Walter Sharrow macht Spiele zum Ausdrucken und hat sich ein interessantes Regelkonzept ausgedacht: Sein neues Legespiel gibt er eine Regel bei, die das Spiel nur über Bilder erklären soll. Hier der Link.

Das Konzept erscheint als erstes als gute Idee: Regeln ohne Worte müssen nicht übersetzt werden und sind universell. Und zumindest bei einfachen Spielen können Sachverhalte auch einfach dargestellt werden. Das Problem “Die Regel lässt das Spiel komplizierter erscheinen, als es ist” wird umgangen.

Allerdings sieht man auch schnell die Kehrseite des Ansatzes: Wer wasserdichte Gesetzestexte braucht, wird diese Regel hassen – ein Bild kann vielfältiger interpretiert werden, als das geschriebene Wort. Bei dem verlinkten Beispiel ist das Problem imho Bild Nummer 5: Ich hätte gedacht, dass das nur bedeutet, dass man einen illegalen Zug zurücknehmen muss, anscheinend gibt es aber (wie aus der Diskussion deutlich wird) eine Abstimmungsregel. Bei komplexeren Spielen dürfte es noch viel mehr Probleme geben und um die auszuschließen, wird die Regel eher komplizierter.

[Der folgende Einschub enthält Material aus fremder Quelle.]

//! Credence CLI: Operate a local credential trust network.
//!
//! Subcommands: init, register-institution, verify-institution, add-admin,
//! remove-admin, institution, issue, revoke, credential, valid, report,
//! process-report, add-pattern, fraud-report, pattern, transfer-admin.

mod commands;
mod config;

use clap::{Parser, Subcommand};
use std::path::PathBuf;
use tracing_subscriber::EnvFilter;

use commands::Session;
use config::CredenceConfig;

/// Credence: Credential trust network.
#[derive(Parser, Debug)]
#[command(name = "credence", version, about, long_about = None)]
struct Cli {
    /// Path to config file.
    #[arg(short, long, global = true, default_value = "credence.toml")]
    config: PathBuf,

    /// Data directory (overrides config).
    #[arg(long, global = true)]
    data_dir: Option<PathBuf>,

    /// Log level (overrides config).
    #[arg(long, global = true)]
    log_level: Option<String>,

    #[command(subcommand)]
    command: Commands,
}

#[derive(Subcommand, Debug)]
enum Commands {
    /// Write a default configuration file.
    Init(commands::init::InitArgs),
    /// Register a new institution.
    RegisterInstitution(commands::institution::RegisterArgs),
    /// Mark an institution as verified.
    VerifyInstitution(commands::institution::VerifyArgs),
    /// Grant an address admin rights on an institution.
    AddAdmin(commands::institution::GrantArgs),
    /// Deactivate an institution admin grant.
    RemoveAdmin(commands::institution::GrantArgs),
    /// Show an institution.
    Institution(commands::institution::ShowArgs),
    /// Issue a credential.
    Issue(commands::credential::IssueArgs),
    /// Revoke a credential.
    Revoke(commands::credential::RevokeArgs),
    /// Show a credential.
    Credential(commands::credential::ShowArgs),
    /// Check whether a credential is valid at a height.
    Valid(commands::credential::ValidArgs),
    /// Report a credential as fraudulent.
    Report(commands::fraud::ReportArgs),
    /// Resolve a pending fraud report.
    ProcessReport(commands::fraud::ProcessArgs),
    /// Record a suspicious pattern.
    AddPattern(commands::fraud::PatternArgs),
    /// Show a fraud report.
    FraudReport(commands::fraud::ShowReportArgs),
    /// Show a suspicious pattern.
    Pattern(commands::fraud::ShowPatternArgs),
    /// Transfer the network admin role.
    TransferAdmin(commands::admin::TransferArgs),
}

fn main() -> anyhow::Result<()> {
    let cli = Cli::parse();

    if let Commands::Init(args) = &cli.command {
        return commands::init::run(args);
    }

    let mut config = CredenceConfig::load(&cli.config)?;
    if let Some(dir) = cli.data_dir {
        config.storage.data_dir = dir;
    }
    if let Some(level) = cli.log_level {
        config.logging.level = level;
    }

    init_tracing(&config);

    let session = Session::open(&config)?;

    match &cli.command {
        Commands::Init(_) => Ok(()),
        Commands::RegisterInstitution(args) => commands::institution::register(&session, args),
        Commands::VerifyInstitution(args) => commands::institution::verify(&session, args),
        Commands::AddAdmin(args) => commands::institution::add_admin(&session, args),
        Commands::RemoveAdmin(args) => commands::institution::remove_admin(&session, args),
        Commands::Institution(args) => commands::institution::show(&session, args),
        Commands::Issue(args) => commands::credential::issue(&session, args),
        Commands::Revoke(args) => commands::credential::revoke(&session, args),
        Commands::Credential(args) => commands::credential::show(&session, args),
        Commands::Valid(args) => commands::credential::valid(&session, args),
        Commands::Report(args) => commands::fraud::report(&session, args),
        Commands::ProcessReport(args) => commands::fraud::process(&session, args),
        Commands::AddPattern(args) => commands::fraud::add_pattern(&session, args),
        Commands::FraudReport(args) => commands::fraud::show_report(&session, args),
        Commands::Pattern(args) => commands::fraud::show_pattern(&session, args),
        Commands::TransferAdmin(args) => commands::admin::run(&session, args),
    }
}

fn init_tracing(config: &CredenceConfig) {
    let filter = EnvFilter::try_from_default_env()
        .unwrap_or_else(|_| EnvFilter::new(&config.logging.level));

    if config.json_logs() {
        tracing_subscriber::fmt()
            .json()
            .with_env_filter(filter)
            .with_writer(std::io::stderr)
            .init();
    } else {
        tracing_subscriber::fmt()
            .with_env_filter(filter)
            .with_target(true)
            .with_writer(std::io::stderr)
            .init();
    }
}
//! Credence Registries: Institution registry, credential ledger and fraud
//! registry, plus the `TrustNetwork` that wires them together.
//!
//! Dependencies point one way only: fraud → ledger → institutions. Each
//! registry owns its records and counters behind a single lock and exposes
//! copies to everyone else.

pub mod directory;
pub mod fraud;
pub mod institutions;
pub mod ledger;
pub mod network;

pub use directory::{CredentialIndex, InstitutionDirectory};
pub use fraud::{FraudRegistry, FraudSnapshot};
pub use institutions::{InstitutionRegistry, InstitutionSnapshot};
pub use ledger::{CredentialLedger, IssueRequest, LedgerSnapshot};
pub use network::{NetworkSnapshot, TrustNetwork};
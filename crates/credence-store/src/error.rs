/// Storage errors.
#[derive(Debug, thiserror::Error)]
pub enum StoreError {
    #[error("database error: {0}")]
    Database(#[from] rocksdb::Error),

    #[error("serialization error: {0}")]
    Serialization(#[from] serde_json::Error),

    #[error("io error: {0}")]
    Io(#[from] std::io::Error),

    #[error("column family '{0}' not found")]
    MissingColumnFamily(&'static str),

    #[error("corrupt value for key '{0}'")]
    Corrupt(String),
}
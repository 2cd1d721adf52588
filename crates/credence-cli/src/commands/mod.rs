pub mod admin;
pub mod credential;
pub mod fraud;
pub mod init;
pub mod institution;

use clap::Args;
use serde::Serialize;

use credence_core::{Address, CallContext, Component, Height, TrustError};
use credence_registry::{NetworkSnapshot, TrustNetwork};
use credence_store::Storage;

use crate::config::CredenceConfig;

/// Caller identity and height shared by every mutating command.
#[derive(Args, Debug)]
pub struct TxArgs {
    /// Address submitting the operation.
    #[arg(long)]
    pub caller: Address,

    /// Current height of the host chain.
    #[arg(long, default_value_t = 0)]
    pub height: Height,
}

impl TxArgs {
    pub fn context(&self) -> CallContext {
        CallContext::new(self.caller.clone(), self.height)
    }
}

/// An opened store plus the network rebuilt from it.
pub struct Session {
    storage: Storage,
    network: TrustNetwork,
}

impl Session {
    /// Open the configured store, falling back to a genesis network when it is empty.
    pub fn open(config: &CredenceConfig) -> anyhow::Result<Self> {
        let storage = Storage::open(&config.storage.data_dir)?;
        let snapshot = match storage.load_snapshot()? {
            Some(snapshot) => snapshot,
            None => {
                let admin = Address::new(config.network.genesis_admin.as_str())?;
                tracing::info!(admin = %admin, "no network in store, starting from genesis");
                NetworkSnapshot::genesis(admin)
            }
        };
        Ok(Self {
            storage,
            network: TrustNetwork::from_snapshot(snapshot),
        })
    }

    pub fn network(&self) -> &TrustNetwork {
        &self.network
    }

    /// Persisted records, as of the last commit.
    pub fn storage(&self) -> &Storage {
        &self.storage
    }

    /// Persist the current network state.
    pub fn commit(&self) -> anyhow::Result<()> {
        self.storage.save_snapshot(&self.network.snapshot())?;
        Ok(())
    }
}

/// Turn an operation rejected by `component` into a CLI error carrying its numeric code.
pub fn rejected(component: Component) -> impl Fn(TrustError) -> anyhow::Error {
    move |err| {
        let code = err.code(component);
        tracing::warn!(?component, code, error = %err, "operation rejected");
        anyhow::anyhow!("error {}: {}", code, err)
    }
}

/// Pretty-print a value as JSON on stdout.
pub fn print_json<T: Serialize>(value: &T) -> anyhow::Result<()> {
    println!("{}", serde_json::to_string_pretty(value)?);
    Ok(())
}
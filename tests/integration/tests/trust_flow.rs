//! Integration test: institution onboarding through credential validity.

use credence_core::{CredentialStatus, EntityRef, TrustError};
use credence_integration_tests::*;

#[test]
fn test_register_verify_issue_and_check() {
    let network = network_with_issuer(1);

    let institution = network.institutions().get_institution(1).expect("institution");
    assert_eq!(institution.name, "Harvard University");
    assert!(institution.verified);
    assert_eq!(institution.registration_date, NOW);
    assert!(network.institutions().is_institution_admin(1, &addr(DELEGATE)));

    let id = network
        .ledger()
        .issue_credential(&as_delegate(NOW), degree(1, Some(200)))
        .expect("issue");
    assert_eq!(id, 1);

    let credential = network.ledger().get_credential(id).expect("credential");
    assert_eq!(credential.student_id, STUDENT);
    assert_eq!(credential.issue_date, NOW);
    assert!(!credential.revoked);
    assert!(network.ledger().is_credential_valid(id, NOW));
}

#[test]
fn test_unverified_institution_cannot_issue() {
    let network = credence_registry::TrustNetwork::new(addr(ADMIN));
    let admin = as_admin(NOW);
    network
        .institutions()
        .register_institution(&admin, 7, "Unaccredited College", "USA", "https://example.edu")
        .unwrap();
    network
        .institutions()
        .add_institution_admin(&admin, 7, addr(DELEGATE))
        .unwrap();

    let result = network
        .ledger()
        .issue_credential(&as_delegate(NOW), degree(7, None));
    assert_eq!(result, Err(TrustError::InvalidInstitution(7)));
    assert_eq!(network.ledger().credential_count(), 0);

    network.institutions().verify_institution(&admin, 7).unwrap();
    let id = network
        .ledger()
        .issue_credential(&as_delegate(NOW), degree(7, None))
        .unwrap();
    assert_eq!(id, 1);
}

#[test]
fn test_ids_are_sequential_across_rejections() {
    let network = network_with_issuer(1);
    let outsider = credence_core::CallContext::new(addr("ST3OUTSIDER"), NOW);

    assert_eq!(
        network.ledger().issue_credential(&as_delegate(NOW), degree(1, None)),
        Ok(1)
    );
    assert!(matches!(
        network.ledger().issue_credential(&outsider, degree(1, None)),
        Err(TrustError::Unauthorized { .. })
    ));
    assert_eq!(
        network.ledger().issue_credential(&as_delegate(NOW), degree(1, None)),
        Ok(2)
    );
    assert_eq!(network.ledger().credential_count(), 2);
}

#[test]
fn test_validity_around_expiration() {
    let network = network_with_issuer(1);
    let id = network
        .ledger()
        .issue_credential(&as_delegate(NOW), degree(1, Some(200)))
        .unwrap();

    let ledger = network.ledger();
    assert!(ledger.is_credential_valid(id, 199));
    assert!(ledger.is_credential_valid(id, 200));
    assert!(!ledger.is_credential_valid(id, 201));
    assert_eq!(ledger.credential_status(id, 201), Some(CredentialStatus::Expired));
    assert!(!ledger.is_credential_valid(999, NOW));
    assert_eq!(ledger.credential_status(999, NOW), None);
}

#[test]
fn test_revocation_is_final() {
    let network = network_with_issuer(1);
    let id = network
        .ledger()
        .issue_credential(&as_delegate(NOW), degree(1, None))
        .unwrap();

    network.ledger().revoke_credential(&as_delegate(150), id).unwrap();
    assert!(!network.ledger().is_credential_valid(id, 150));
    assert_eq!(
        network.ledger().credential_status(id, 150),
        Some(CredentialStatus::Revoked)
    );
    assert_eq!(
        network.ledger().revoke_credential(&as_delegate(151), id),
        Err(TrustError::AlreadyRevoked(id))
    );
    assert_eq!(
        network.ledger().revoke_credential(&as_delegate(151), 42),
        Err(TrustError::NotFound(EntityRef::Credential(42)))
    );
}

#[test]
fn test_deactivated_delegate_loses_rights() {
    let network = network_with_issuer(1);
    let id = network
        .ledger()
        .issue_credential(&as_delegate(NOW), degree(1, None))
        .unwrap();

    network
        .institutions()
        .remove_institution_admin(&as_admin(130), 1, &addr(DELEGATE))
        .unwrap();
    let grant = network
        .institutions()
        .get_institution_admin(1, &addr(DELEGATE))
        .expect("grant kept");
    assert!(!grant.active);

    assert!(matches!(
        network.ledger().issue_credential(&as_delegate(131), degree(1, None)),
        Err(TrustError::Unauthorized { .. })
    ));
    assert!(matches!(
        network.ledger().revoke_credential(&as_delegate(131), id),
        Err(TrustError::Unauthorized { .. })
    ));

    network
        .institutions()
        .add_institution_admin(&as_admin(132), 1, addr(DELEGATE))
        .unwrap();
    assert!(network.ledger().revoke_credential(&as_delegate(133), id).is_ok());
}

#[test]
fn test_queries_by_student_and_institution() {
    let network = network_with_issuer(1);
    for _ in 0..3 {
        network
            .ledger()
            .issue_credential(&as_delegate(NOW), degree(1, None))
            .unwrap();
    }
    assert_eq!(network.ledger().credentials_for_student(STUDENT).len(), 3);
    assert!(network.ledger().credentials_for_student("ST1NOBODY").is_empty());
    assert_eq!(network.ledger().credentials_for_institution(1).len(), 3);
    assert!(network.ledger().credentials_for_institution(2).is_empty());
}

Das zweite Problem ist, dass eine Bilderregel den Einstieg augenscheinlich nicht erleichtert, sondern ein Rätsel daraus macht. Das mag den einen oder anderen reizen oder gar als “Gimmick” dienen (ein bisschen wie bei “Eine gegen Eine“), die Einstiegshürde senkt dieser Ansatz aber nicht.

Was mir aber dennoch gefällt: Es zwingt den Spieler davon auszugehen, dass alles wichtig ist und den Regelschreiber auf Redundanz zu verzichten. Was nicht erlaubt ist, ist verboten. Hätte ich diesen Grundsatz beherzigt, hätte mir auffallen müssen, dass Bild 5 zusätzliche Informationen bietet – nur zu sagen, dass illegale Züge nicht möglich sind, hätte ein Bild verschwendet. Dazu braucht man jedoch vertrauen zum Regelschreiber.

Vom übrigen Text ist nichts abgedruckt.